Follow The Directions

01

Step

Prepare the Partridge: Place partridge fillets between two sheets of plastic wrap and gently tenderize with a rolling pin. Set aside.

02

Step

Sauté Aromatics: In a saucepan over medium heat, melt butter. Sauté mushrooms, onion, and garlic until softened (5-7 minutes). Set aside.

03

Step

Preheat Oven: Preheat your oven to 350 degrees F (175 degrees C).

04

Step

Blanch Spinach: Fill a large bowl with ice water. Bring a large pot of lightly salted water to a boil. Add spinach and cook until bright green (about 30 seconds). Drain and immediately immerse in ice water for several minutes. Drain and dice.

05

Step

Prepare Wine Gravy: In a small saucepan, whisk cold water gradually into the dry mushroom gravy mix. Cook over medium heat, stirring frequently, until the gravy comes to a boil. Reduce heat and simmer for 1 minute. Remove from heat and stir in red wine, cream, and thyme. Allow the gravy to thicken.

06

Step

Assemble Partridge Rolls: Lay tenderized fillets on a cutting board. Top with a thin layer of blanched spinach, followed by a thin layer of sautéed mushrooms, and a piece of pancetta.

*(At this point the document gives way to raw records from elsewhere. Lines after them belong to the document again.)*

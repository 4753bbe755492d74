//! Stack-based virtual machine for Trackscript bytecode.
//!
//! The VM executes a compiled program as a straight line of instructions
//! over a working stack of `f64`. The compiler has already proven the peak
//! depth, so the stack is sized once per run and addressed with a running
//! counter. Evaluation never fails: numeric edge cases and queries without
//! a bound train resolve to fallback values.
//!
//! # World Access
//!
//! Ambient state (clock, camera, signalling, timetable) is read through the
//! [`VmContext`] trait. [`Vm::execute`] runs without one, as if at midnight
//! with the camera at the origin.
//!
//! # Memory
//!
//! Each VM remembers the result of its previous run; the `value` instruction
//! pushes it. Give every animated object its own VM.

#![allow(clippy::cast_precision_loss)]
#![allow(clippy::too_many_lines)]

mod context;
mod math;
mod train;

pub use context::{EvalContext, VmContext};

use context::NoContext;
use math::{truth, truthy};

use trackscript_foundation::{CarState, DoorSide, Result, TrainState};

use crate::compiler::CompiledProgram;
use crate::opcode::Opcode;

/// Stack-based virtual machine.
#[derive(Clone, Debug, Default)]
pub struct Vm {
    /// Working stack, sized to the program's peak depth.
    stack: Vec<f64>,
    /// Result of the previous run.
    last_result: f64,
}

impl Vm {
    /// Creates a new VM with no evaluation history.
    #[must_use]
    pub fn new() -> Self {
        Self::default()
    }

    /// The result of the previous run, 0 before the first.
    #[must_use]
    pub fn last_result(&self) -> f64 {
        self.last_result
    }

    /// Forgets the evaluation history.
    pub fn reset(&mut self) {
        self.stack.clear();
        self.last_result = 0.0;
    }

    /// Executes a compiled program without world context.
    pub fn execute(&mut self, program: &CompiledProgram, ctx: &EvalContext<'_>) -> f64 {
        self.execute_with_context(program, ctx, &NoContext)
    }

    /// Executes a compiled program with world context.
    pub fn execute_with_context<C: VmContext>(
        &mut self,
        program: &CompiledProgram,
        ctx: &EvalContext<'_>,
        world: &C,
    ) -> f64 {
        let constants = program.constants();
        let last = self.last_result;
        let train = ctx.train;

        let st = &mut self.stack;
        st.clear();
        st.resize(program.max_stack().max(1), 0.0);
        let mut s = 0usize;
        let mut c = 0usize;

        for op in &program.code().ops {
            match *op {
                Opcode::Halt => break,

                Opcode::Const => {
                    st[s] = constants[c];
                    s += 1;
                    c += 1;
                }
                Opcode::ConstArray(n) => {
                    let n = usize::from(n);
                    st[s..s + n].copy_from_slice(&constants[c..c + n]);
                    s += n;
                    c += n;
                }
                Opcode::Value => push(st, &mut s, last),
                Opcode::Delta => push(st, &mut s, ctx.time_elapsed),

                // Stack
                Opcode::Dup => {
                    let top = st[s - 1];
                    push(st, &mut s, top);
                }
                Opcode::Swap => st.swap(s - 1, s - 2),

                // Arithmetic
                Opcode::Add => binary(st, &mut s, |a, b| a + b),
                Opcode::Sub => binary(st, &mut s, |a, b| a - b),
                Opcode::Neg => unary(st, s, |a| -a),
                Opcode::Mul => binary(st, &mut s, |a, b| a * b),
                Opcode::Div => binary(st, &mut s, math::divide),
                Opcode::Reciprocal => unary(st, s, math::reciprocal),
                Opcode::Pow => binary(st, &mut s, math::power),
                Opcode::Inc => unary(st, s, |a| a + 1.0),
                Opcode::Dec => unary(st, s, |a| a - 1.0),
                Opcode::Fma => {
                    st[s - 3] = st[s - 3] * st[s - 2] + st[s - 1];
                    s -= 2;
                }
                Opcode::Quotient => binary(st, &mut s, math::quotient),
                Opcode::Mod => binary(st, &mut s, math::modulo),
                Opcode::Floor => unary(st, s, f64::floor),
                Opcode::Ceil => unary(st, s, f64::ceil),
                Opcode::Round => unary(st, s, f64::round_ties_even),
                Opcode::Min => binary(st, &mut s, math::min),
                Opcode::Max => binary(st, &mut s, math::max),
                Opcode::Abs => unary(st, s, f64::abs),
                Opcode::Sign => unary(st, s, math::sign),
                Opcode::Exp => unary(st, s, f64::exp),
                Opcode::Log => unary(st, s, math::log),
                Opcode::Sqrt => unary(st, s, math::sqrt),
                Opcode::Sin => unary(st, s, f64::sin),
                Opcode::Cos => unary(st, s, f64::cos),
                Opcode::Tan => unary(st, s, math::tan),
                Opcode::Atan => unary(st, s, f64::atan),

                // Comparison
                Opcode::Eq => binary(st, &mut s, |a, b| truth(a == b)),
                Opcode::Ne => binary(st, &mut s, |a, b| truth(a != b)),
                Opcode::Lt => binary(st, &mut s, |a, b| truth(a < b)),
                Opcode::Gt => binary(st, &mut s, |a, b| truth(a > b)),
                Opcode::Le => binary(st, &mut s, |a, b| truth(a <= b)),
                Opcode::Ge => binary(st, &mut s, |a, b| truth(a >= b)),
                Opcode::Select => {
                    st[s - 3] = if truthy(st[s - 3]) { st[s - 2] } else { st[s - 1] };
                    s -= 2;
                }

                // Logic
                Opcode::Not => unary(st, s, |a| truth(!truthy(a))),
                Opcode::And => binary(st, &mut s, |a, b| truth(truthy(a) && truthy(b))),
                Opcode::Or => binary(st, &mut s, |a, b| truth(truthy(a) || truthy(b))),
                Opcode::Nand => binary(st, &mut s, |a, b| truth(!(truthy(a) && truthy(b)))),
                Opcode::Nor => binary(st, &mut s, |a, b| truth(!(truthy(a) || truthy(b)))),
                Opcode::Xor => binary(st, &mut s, |a, b| truth(truthy(a) ^ truthy(b))),

                // Time and camera
                Opcode::Time => push(st, &mut s, world.seconds_since_midnight()),
                Opcode::CameraDistance => push(
                    st,
                    &mut s,
                    world.camera_position().distance_to(ctx.position),
                ),

                // Train
                Opcode::Cars => push(st, &mut s, query(train, |t| t.cars.len() as f64)),
                Opcode::Speed => push(st, &mut s, query(train, |t| t.average_speed)),
                Opcode::Speedometer => push(
                    st,
                    &mut s,
                    driver(train, |car| car.perceived_speed),
                ),
                Opcode::Distance => push(
                    st,
                    &mut s,
                    query(train, |t| train::distance(t, ctx.position)),
                ),
                Opcode::DistanceToCar => unary(st, s, |x| {
                    query(train, |t| train::distance_to_car(t, x, ctx.position))
                }),
                Opcode::TrackDistance => push(
                    st,
                    &mut s,
                    query(train, |t| train::track_distance(t, ctx.track_position)),
                ),
                Opcode::TrackDistanceToCar => unary(st, s, |x| {
                    query(train, |t| {
                        train::track_distance_to_car(t, x, ctx.track_position)
                    })
                }),

                // Doors
                Opcode::Doors => push(st, &mut s, query(train, |t| train::doors(t, None))),
                Opcode::DoorsIndex => unary(st, s, |x| {
                    query(train, |t| train::doors_of_car(t, x, None))
                }),
                Opcode::LeftDoors => push(
                    st,
                    &mut s,
                    query(train, |t| train::doors(t, Some(DoorSide::Left))),
                ),
                Opcode::LeftDoorsIndex => unary(st, s, |x| {
                    query(train, |t| train::doors_of_car(t, x, Some(DoorSide::Left)))
                }),
                Opcode::RightDoors => push(
                    st,
                    &mut s,
                    query(train, |t| train::doors(t, Some(DoorSide::Right))),
                ),
                Opcode::RightDoorsIndex => unary(st, s, |x| {
                    query(train, |t| train::doors_of_car(t, x, Some(DoorSide::Right)))
                }),
                Opcode::LeftDoorsTarget => push(
                    st,
                    &mut s,
                    query(train, |t| train::doors_target(t, DoorSide::Left)),
                ),
                Opcode::LeftDoorsTargetIndex => unary(st, s, |x| {
                    query(train, |t| train::doors_target_of_car(t, x, DoorSide::Left))
                }),
                Opcode::RightDoorsTarget => push(
                    st,
                    &mut s,
                    query(train, |t| train::doors_target(t, DoorSide::Right)),
                ),
                Opcode::RightDoorsTargetIndex => unary(st, s, |x| {
                    query(train, |t| train::doors_target_of_car(t, x, DoorSide::Right))
                }),

                // Handles
                Opcode::ReverserNotch => push(
                    st,
                    &mut s,
                    query(train, |t| f64::from(t.handles.reverser)),
                ),
                Opcode::PowerNotch => push(
                    st,
                    &mut s,
                    query(train, |t| f64::from(t.handles.power_notch)),
                ),
                Opcode::PowerNotches => push(
                    st,
                    &mut s,
                    query(train, |t| f64::from(t.handles.max_power_notch)),
                ),
                Opcode::BrakeNotch => push(st, &mut s, query(train, train::brake_notch)),
                Opcode::BrakeNotches => push(st, &mut s, query(train, train::brake_notches)),
                Opcode::BrakeNotchLinear => {
                    push(st, &mut s, query(train, train::brake_notch_linear));
                }
                Opcode::BrakeNotchesLinear => {
                    push(st, &mut s, query(train, train::brake_notches_linear));
                }
                Opcode::EmergencyBrake => push(
                    st,
                    &mut s,
                    query(train, |t| truth(t.handles.emergency_brake)),
                ),
                Opcode::HasAirBrake => {
                    push(st, &mut s, query(train, |t| truth(t.has_air_brake())));
                }
                Opcode::HoldBrake => push(
                    st,
                    &mut s,
                    query(train, |t| truth(t.handles.hold_brake)),
                ),
                Opcode::HasHoldBrake => push(
                    st,
                    &mut s,
                    query(train, |t| truth(t.handles.has_hold_brake)),
                ),
                Opcode::ConstSpeed => push(
                    st,
                    &mut s,
                    query(train, |t| truth(t.handles.const_speed)),
                ),
                Opcode::HasConstSpeed => push(
                    st,
                    &mut s,
                    query(train, |t| truth(t.handles.has_const_speed)),
                ),

                // Brake pressures
                Opcode::MainReservoir => push(
                    st,
                    &mut s,
                    driver(train, |car| car.pressures.main_reservoir),
                ),
                Opcode::EqualizingReservoir => push(
                    st,
                    &mut s,
                    driver(train, |car| car.pressures.equalizing_reservoir),
                ),
                Opcode::BrakePipe => push(
                    st,
                    &mut s,
                    driver(train, |car| car.pressures.brake_pipe),
                ),
                Opcode::BrakeCylinder => push(
                    st,
                    &mut s,
                    driver(train, |car| car.pressures.brake_cylinder),
                ),
                Opcode::StraightAirPipe => push(
                    st,
                    &mut s,
                    driver(train, |car| car.pressures.straight_air_pipe),
                ),

                // Security, timetable, signalling
                Opcode::PluginState => unary(st, s, |x| {
                    query(train, |t| {
                        train::plugin_state(t, x, world.seconds_since_midnight())
                    })
                }),
                Opcode::TimetableVisible => push(
                    st,
                    &mut s,
                    if world.custom_timetable_visible() { 0.0 } else { -1.0 },
                ),
                Opcode::SectionAspect => push(
                    st,
                    &mut s,
                    f64::from(ctx.section.map_or(0, |i| world.section_aspect_number(i))),
                ),
            }
        }

        let result = s.checked_sub(1).map_or(0.0, |top| st[top]);
        self.last_result = result;
        result
    }
}

#[inline]
fn push(st: &mut [f64], s: &mut usize, value: f64) {
    st[*s] = value;
    *s += 1;
}

#[inline]
fn unary(st: &mut [f64], s: usize, f: impl FnOnce(f64) -> f64) {
    st[s - 1] = f(st[s - 1]);
}

#[inline]
fn binary(st: &mut [f64], s: &mut usize, f: impl FnOnce(f64, f64) -> f64) {
    st[*s - 2] = f(st[*s - 2], st[*s - 1]);
    *s -= 1;
}

#[inline]
fn query(train: Option<&TrainState>, f: impl FnOnce(&TrainState) -> f64) -> f64 {
    train.map_or(0.0, f)
}

#[inline]
fn driver(train: Option<&TrainState>, f: impl FnOnce(&CarState) -> f64) -> f64 {
    train.and_then(TrainState::driver).map_or(0.0, f)
}

/// Compiles and evaluates an infix expression with no train or world.
///
/// # Errors
///
/// Returns an error if the expression does not compile.
pub fn eval(source: &str) -> Result<f64> {
    let program = crate::compiler::compile(source)?;
    let mut vm = Vm::new();
    Ok(vm.execute(&program, &EvalContext::default()))
}
//! Error types for the Trackscript system.
//!
//! Uses `thiserror` for ergonomic error definition with rich context.
//! Every compile-time error embeds the offending token or sub-expression
//! together with the text it was found in, so authors can locate the fault
//! in their own content.

use std::fmt;

use thiserror::Error;

/// The main error type for Trackscript operations.
#[derive(Debug, Error)]
#[error("{kind}")]
pub struct Error {
    /// The kind of error that occurred.
    pub kind: ErrorKind,
    /// Optional context about where the error occurred.
    pub context: Option<ErrorContext>,
}

impl Error {
    /// Creates a new error with the given kind.
    #[must_use]
    pub fn new(kind: ErrorKind) -> Self {
        Self {
            kind,
            context: None,
        }
    }

    /// Adds context to this error.
    #[must_use]
    pub fn with_context(mut self, context: ErrorContext) -> Self {
        self.context = Some(context);
        self
    }

    /// Creates a syntax error (unbalanced brackets or parentheses, stray operators).
    #[must_use]
    pub fn syntax(message: impl Into<String>, expression: impl Into<String>) -> Self {
        Self::new(ErrorKind::Syntax {
            message: message.into(),
            expression: expression.into(),
        })
    }

    /// Creates an arity error for a known function.
    #[must_use]
    pub fn arity(
        function: impl Into<String>,
        expected: impl Into<String>,
        actual: usize,
        expression: impl Into<String>,
    ) -> Self {
        Self::new(ErrorKind::Arity {
            function: function.into(),
            expected: expected.into(),
            actual,
            expression: expression.into(),
        })
    }

    /// Creates an unknown function error.
    #[must_use]
    pub fn unknown_function(function: impl Into<String>, expression: impl Into<String>) -> Self {
        Self::new(ErrorKind::UnknownFunction {
            function: function.into(),
            expression: expression.into(),
        })
    }

    /// Creates an empty argument error.
    #[must_use]
    pub fn empty_argument(function: impl Into<String>, expression: impl Into<String>) -> Self {
        Self::new(ErrorKind::EmptyArgument {
            function: function.into(),
            expression: expression.into(),
        })
    }

    /// Creates an argument format error (an argument containing whitespace).
    #[must_use]
    pub fn argument_format(
        function: impl Into<String>,
        argument: impl Into<String>,
        expression: impl Into<String>,
    ) -> Self {
        Self::new(ErrorKind::ArgumentFormat {
            function: function.into(),
            argument: argument.into(),
            expression: expression.into(),
        })
    }

    /// Creates an unknown postfix token error.
    #[must_use]
    pub fn unknown_token(token: impl Into<String>, expression: impl Into<String>) -> Self {
        Self::new(ErrorKind::UnknownToken {
            token: token.into(),
            expression: expression.into(),
        })
    }

    /// Creates an error for an instruction that exists but may not be compiled from text.
    #[must_use]
    pub fn reserved_instruction(token: impl Into<String>, expression: impl Into<String>) -> Self {
        Self::new(ErrorKind::ReservedInstruction {
            token: token.into(),
            expression: expression.into(),
        })
    }

    /// Creates a stack underflow error.
    #[must_use]
    pub fn stack_underflow(
        token: impl Into<String>,
        required: usize,
        available: usize,
        expression: impl Into<String>,
    ) -> Self {
        Self::new(ErrorKind::StackUnderflow {
            token: token.into(),
            required,
            available,
            expression: expression.into(),
        })
    }

    /// Creates a malformed program error (final stack depth is not one).
    #[must_use]
    pub fn malformed_program(depth: usize, expression: impl Into<String>) -> Self {
        Self::new(ErrorKind::MalformedProgram {
            depth,
            expression: expression.into(),
        })
    }

    /// Replaces the source text embedded in a compile-time error.
    ///
    /// Ambient errors are returned unchanged.
    #[must_use]
    pub fn with_expression(mut self, source: impl Into<String>) -> Self {
        match &mut self.kind {
            ErrorKind::Syntax { expression, .. }
            | ErrorKind::Arity { expression, .. }
            | ErrorKind::UnknownFunction { expression, .. }
            | ErrorKind::EmptyArgument { expression, .. }
            | ErrorKind::ArgumentFormat { expression, .. }
            | ErrorKind::UnknownToken { expression, .. }
            | ErrorKind::ReservedInstruction { expression, .. }
            | ErrorKind::StackUnderflow { expression, .. }
            | ErrorKind::MalformedProgram { expression, .. } => *expression = source.into(),
            ErrorKind::Io(_) | ErrorKind::Serialization(_) | ErrorKind::Internal(_) => {}
        }
        self
    }

    /// Returns the source text embedded in a compile-time error.
    #[must_use]
    pub fn expression(&self) -> Option<&str> {
        match &self.kind {
            ErrorKind::Syntax { expression, .. }
            | ErrorKind::Arity { expression, .. }
            | ErrorKind::UnknownFunction { expression, .. }
            | ErrorKind::EmptyArgument { expression, .. }
            | ErrorKind::ArgumentFormat { expression, .. }
            | ErrorKind::UnknownToken { expression, .. }
            | ErrorKind::ReservedInstruction { expression, .. }
            | ErrorKind::StackUnderflow { expression, .. }
            | ErrorKind::MalformedProgram { expression, .. } => Some(expression),
            ErrorKind::Io(_) | ErrorKind::Serialization(_) | ErrorKind::Internal(_) => None,
        }
    }
}

/// Categorized error kinds for pattern matching.
#[derive(Debug, Error)]
pub enum ErrorKind {
    /// Unbalanced brackets or parentheses, or an operator without operands.
    #[error("syntax error: {message} in {expression}")]
    Syntax {
        /// Description of the problem.
        message: String,
        /// The expression being normalized.
        expression: String,
    },

    /// A known function was called with the wrong number of arguments.
    #[error("{function} is expected to have {expected}, got {actual} in {expression}")]
    Arity {
        /// The function name as written.
        function: String,
        /// Description of the accepted argument count.
        expected: String,
        /// Actual number of arguments.
        actual: usize,
        /// The function-notation expression.
        expression: String,
    },

    /// The function name is not part of the language.
    #[error("the function {function} is not supported in {expression}")]
    UnknownFunction {
        /// The function name as written.
        function: String,
        /// The function-notation expression.
        expression: String,
    },

    /// An argument slot was empty, as in `Plus[a,]`.
    #[error("an empty argument is invalid in {function} in {expression}")]
    EmptyArgument {
        /// The function name as written.
        function: String,
        /// The function-notation expression.
        expression: String,
    },

    /// An argument contained embedded whitespace.
    #[error("the argument '{argument}' containing a space is invalid in {function} in {expression}")]
    ArgumentFormat {
        /// The function name as written.
        function: String,
        /// The offending argument.
        argument: String,
        /// The function-notation expression.
        expression: String,
    },

    /// A postfix token is neither a literal nor a known mnemonic.
    #[error("unknown instruction {token} encountered in {expression}")]
    UnknownToken {
        /// The offending token.
        token: String,
        /// The expression being compiled, as written.
        expression: String,
    },

    /// A known mnemonic that may not appear in authored programs.
    #[error("the {token} instruction cannot be compiled in {expression}")]
    ReservedInstruction {
        /// The offending token.
        token: String,
        /// The expression being compiled, as written.
        expression: String,
    },

    /// An instruction consumes more operands than the stack holds.
    #[error(
        "{token} requires at least {required} value(s) on the stack but {available} are available in {expression}"
    )]
    StackUnderflow {
        /// The offending token.
        token: String,
        /// Operands the instruction consumes.
        required: usize,
        /// Operands on the simulated stack at that point.
        available: usize,
        /// The expression being compiled, as written.
        expression: String,
    },

    /// The program does not leave exactly one value on the stack.
    #[error("exactly one value must remain on the stack, found {depth} in {expression}")]
    MalformedProgram {
        /// Final simulated stack depth.
        depth: usize,
        /// The expression being compiled, as written.
        expression: String,
    },

    /// File system failure.
    #[error("I/O error: {0}")]
    Io(String),

    /// Scenario encoding or decoding failure.
    #[error("serialization error: {0}")]
    Serialization(String),

    /// Internal error (should not happen).
    #[error("internal error: {0}")]
    Internal(String),
}

/// Context about where an error occurred.
#[derive(Debug, Clone, Default)]
pub struct ErrorContext {
    /// Source file or object name.
    pub source: Option<String>,
    /// Line number in source (1-indexed).
    pub line: Option<usize>,
}

impl ErrorContext {
    /// Creates a new empty context.
    #[must_use]
    pub fn new() -> Self {
        Self::default()
    }

    /// Sets the source location.
    #[must_use]
    pub fn with_source(mut self, source: impl Into<String>) -> Self {
        self.source = Some(source.into());
        self
    }

    /// Sets the line number.
    #[must_use]
    pub fn with_line(mut self, line: usize) -> Self {
        self.line = Some(line);
        self
    }
}

impl fmt::Display for ErrorContext {
    fn fmt(&self, f: &mut fmt::Formatter<'_>) -> fmt::Result {
        if let Some(source) = &self.source {
            write!(f, "at {source}")?;
            if let Some(line) = self.line {
                write!(f, ":{line}")?;
            }
        } else if let Some(line) = self.line {
            write!(f, "at line {line}")?;
        }
        Ok(())
    }
}

/// Result type alias for Trackscript operations.
pub type Result<T> = std::result::Result<T, Error>;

Roll and fold the fillets, securing with toothpicks. Place into a small roasting pan.

07

Step

Bake: Pour the prepared gravy over the meat until completely immersed. Bake in the preheated oven until the partridge is cooked through and the juices run clear (about 45 minutes).

For an even richer flavor, consider using homemade mushroom stock instead of water in the gravy.
Fresh thyme adds a wonderful aroma, but dried thyme can be substituted if needed (use about 1/2 teaspoon).
Ensure the partridge fillets are completely covered with gravy during baking to prevent them from drying out.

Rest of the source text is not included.